Unfortunately, the perception of the Rideau River isn’t great. It flows right through the city and has the same story as countless other urban waterways: in the 1960s and 70s, industrial pollution forced public beaches to close down. Around 20 years ago, Ottawa had the “Sewergate” scandal where, for two weeks, hundreds of millions of litres of untreated sewage and wastewater were discharged into the Ottawa River due to a technical malfunction. After that, the city invested hundreds of millions of dollars in wastewater infrastructure and sewer-water management to clean up the water. It was the first big city in Canada to do so.
Pretty much all urban lakes and rivers in Canada, including the Red River in Winnipeg and the St. Lawrence, are far cleaner today than they once were. Decades of investment in wastewater treatment, backed by ever-improving technology and tougher regulations, have paid off. People no longer have to worry about industrial or wastewater discharges, except when it rains heavily and sewage systems become overwhelmed. And concentrations of the industrial chemicals that once plagued our waterways have dropped so low they rarely exceed guideline thresholds. But it’s very difficult to overcome a bad reputation. The ’60s and ’70s weren’t so long ago, and people remember. Lack of information and knowledge is a real problem.

Across Canada, we generally don’t collect data to measure the water quality in our rivers and lakes. Ottawa Public Health measures water quality at only a handful of supervised beaches. On the Rideau River, where I swim, there’s only one spot that the City of Ottawa tests once a week: Mooney’s Bay, an artificial beach created when the canal was built. As a public service, and to show the water is clean and safe, my lab at Carleton University started testing at five sites on the river at the beginning of the summer and posting our results on our website.
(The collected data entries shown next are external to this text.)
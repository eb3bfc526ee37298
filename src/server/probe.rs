//! Probe server lifecycle
//!
//! `Created -> start -> Serving -> stop -> Stopped`
//!
//! `start` binds the listener and hands the serving loop to a background
//! task; `stop` asks that task to shut down gracefully and waits for it
//! until the caller's deadline.

use super::config::ProbeConfig;
use super::health::{build_router, ReadinessState};
use super::shutdown::{shutdown_channel, ShutdownController};
use axum::Router;
use std::net::SocketAddr;
use thiserror::Error;
use tokio::net::TcpListener;
use tokio::task::JoinHandle;
use tokio::time::Instant;
use tracing::{error, info, warn};

#[derive(Debug, Error)]
pub enum ProbeError {
    #[error("Failed to bind probe server to {addr}: {source}")]
    Bind {
        addr: SocketAddr,
        #[source]
        source: std::io::Error,
    },

    #[error("Probe server already started")]
    AlreadyStarted,

    #[error("Probe server already stopped")]
    AlreadyStopped,

    #[error("Probe server shutdown deadline exceeded")]
    DeadlineExceeded,

    #[error("Probe serving task failed: {0}")]
    Task(#[from] tokio::task::JoinError),
}

enum Lifecycle {
    Created,
    Serving(Serving),
    Stopped,
}

struct Serving {
    local_addr: SocketAddr,
    // Dropping the controller also ends the serving loop.
    controller: ShutdownController,
    handle: JoinHandle<()>,
}

/// HTTP server answering liveness and readiness probes
///
/// The owning service keeps the server and calls [`ProbeServer::set_ready`]
/// once initialized. Other components that need to toggle readiness get
/// their own handle through [`ProbeServer::readiness`].
pub struct ProbeServer {
    addr: SocketAddr,
    readiness: ReadinessState,
    router: Router,
    lifecycle: Lifecycle,
}

impl ProbeServer {
    /// Create a probe server (not ready, not serving)
    pub fn new(config: ProbeConfig) -> Self {
        let readiness = ReadinessState::new();
        let router = build_router(readiness.clone(), config.readiness_check.clone());

        Self {
            addr: config.socket_addr(),
            readiness,
            router,
            lifecycle: Lifecycle::Created,
        }
    }

    /// Bind the listener and start serving in the background
    ///
    /// Returns as soon as the socket is bound, with the bound address.
    /// Errors that happen later in the serving loop are only logged.
    pub async fn start(&mut self) -> Result<SocketAddr, ProbeError> {
        match self.lifecycle {
            Lifecycle::Created => {}
            Lifecycle::Serving(_) => return Err(ProbeError::AlreadyStarted),
            Lifecycle::Stopped => return Err(ProbeError::AlreadyStopped),
        }

        let addr = self.addr;
        let listener = TcpListener::bind(addr)
            .await
            .map_err(|source| ProbeError::Bind { addr, source })
            .inspect_err(|e| error!(error = %e, "Probe server failed to start"))?;
        let local_addr = listener
            .local_addr()
            .map_err(|source| ProbeError::Bind { addr, source })?;

        let (controller, mut signal) = shutdown_channel();
        let app = self.router.clone();

        let handle = tokio::spawn(async move {
            let result = axum::serve(listener, app)
                .with_graceful_shutdown(async move { signal.wait().await })
                .await;

            match result {
                Ok(()) => info!(address = %local_addr, "Probe server stopped"),
                Err(e) => {
                    warn!(address = %local_addr, error = %e, "Probe server stopped with error")
                }
            }
        });

        info!(address = %local_addr, "Probe server listening");
        self.lifecycle = Lifecycle::Serving(Serving {
            local_addr,
            controller,
            handle,
        });

        Ok(local_addr)
    }

    /// Gracefully stop serving, waiting for in-flight probes until `deadline`
    ///
    /// Stopping a server that never started, or stopping twice, is a no-op.
    /// If the deadline passes (or has already passed) the serving task is
    /// aborted and [`ProbeError::DeadlineExceeded`] is returned.
    pub async fn stop(&mut self, deadline: Instant) -> Result<(), ProbeError> {
        let Serving {
            local_addr,
            controller,
            mut handle,
        } = match std::mem::replace(&mut self.lifecycle, Lifecycle::Stopped) {
            Lifecycle::Serving(serving) => serving,
            Lifecycle::Created | Lifecycle::Stopped => return Ok(()),
        };

        controller.shutdown();

        if Instant::now() >= deadline {
            handle.abort();
            warn!(address = %local_addr, "Probe server shutdown deadline already expired");
            return Err(ProbeError::DeadlineExceeded);
        }

        match tokio::time::timeout_at(deadline, &mut handle).await {
            Ok(joined) => {
                joined?;
                info!(address = %local_addr, "Probe server shut down gracefully");
                Ok(())
            }
            Err(_) => {
                handle.abort();
                warn!(address = %local_addr, "Probe server shutdown deadline exceeded");
                Err(ProbeError::DeadlineExceeded)
            }
        }
    }

    /// Mark the service as ready to receive traffic
    pub fn set_ready(&self) {
        self.readiness.set_ready();
    }

    /// Mark the service as not ready; probes answer 503 from now on
    pub fn set_not_ready(&self) {
        self.readiness.set_not_ready();
    }

    /// Whether probes currently see the service as ready
    pub fn is_ready(&self) -> bool {
        self.readiness.is_ready()
    }

    /// Shared handle onto this server's readiness flag
    pub fn readiness(&self) -> ReadinessState {
        self.readiness.clone()
    }

    /// Address the listener is bound to, while serving
    pub fn local_addr(&self) -> Option<SocketAddr> {
        match &self.lifecycle {
            Lifecycle::Serving(serving) => Some(serving.local_addr),
            Lifecycle::Created | Lifecycle::Stopped => None,
        }
    }
}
We measure E. coli because that’s an indicator of water pollution and the standard in Ontario. The test itself is easy, inexpensive and quick, though results take 24 hours. There’s no reason it can’t be widely deployed. The hassle is in collecting the samples, which come from multiple locations across the city and involves transportation and temperature control. We have to guard them against contamination, too.
People hear “E. coli” and panic, but most strains are harmless. It already lives in your body as part of your microbiome, and only a few strains produce toxins that can make you sick. Ontario’s safety limit is 200 E. coli per 100 mL—stricter than Switzerland’s 500 E. coli per 100 mL, despite the country’s famously clean and swimmable rivers and lakes. The Swiss even swim to work during the summer. Our samples have stayed well below the Ontario limit all season, except for late July, when Mooney’s Bay hit 238 E. coli. People think that area is the only swimmable location on the river, so it gets crowded there, which drives E. coli levels up. More people mean more food, birds and animals, and in hot, stagnant water, that bacteria—shed by humans and animals alike—multiplies. Officials had to close the beach until the levels went back down.
Of course, there are many spots beside clear beaches where people can swim. A river is a natural ecosystem, so it can and will sometimes look murky. That doesn’t mean it’s not clean or safe to swim in. Maybe you don’t want to because of the weeds—and that’s a personal choice—but they have nothing at all to do with the water quality or safety. Interestingly, people have no problems at all swimming in lakes. They have the same ecosystems, they’re murky, and geese poop in them, too.
I often hear people say, “I only swim in lakes—never the river.” It’s great that people can afford a cottage, but countless others, of course, can’t. Not everyone has the time for a long drive to a beach, either, but plenty have time for a quick dip close to home. As climate change drives hotter, more frequent heat waves—especially in a country warming as fast as Canada—access to nearby rivers matters. On our hottest days, people need safe, swimmable water to cool off.
When it comes to river swimming, the real hazard isn’t contamination. It’s drowning. I always swim against the current first so I can turn around and come back very easily. Or I can float back, since I wear an orange air floatation device to remain constantly visible. If you have kids, you probably want to be on a beach. If you’re not a strong swimmer, you should bring a friend. For those of us who want to swim in rivers, I hope that city officials across the country will continue working to create safe swimming spaces that protect everyone. With the right planning, everyone could have a safe place to cool off in the river.
—As told to Rosemary Counter
Banu Örmeci is the Jarislowsky Chair in Water and Health at Carleton University and director of the Global Water Institute.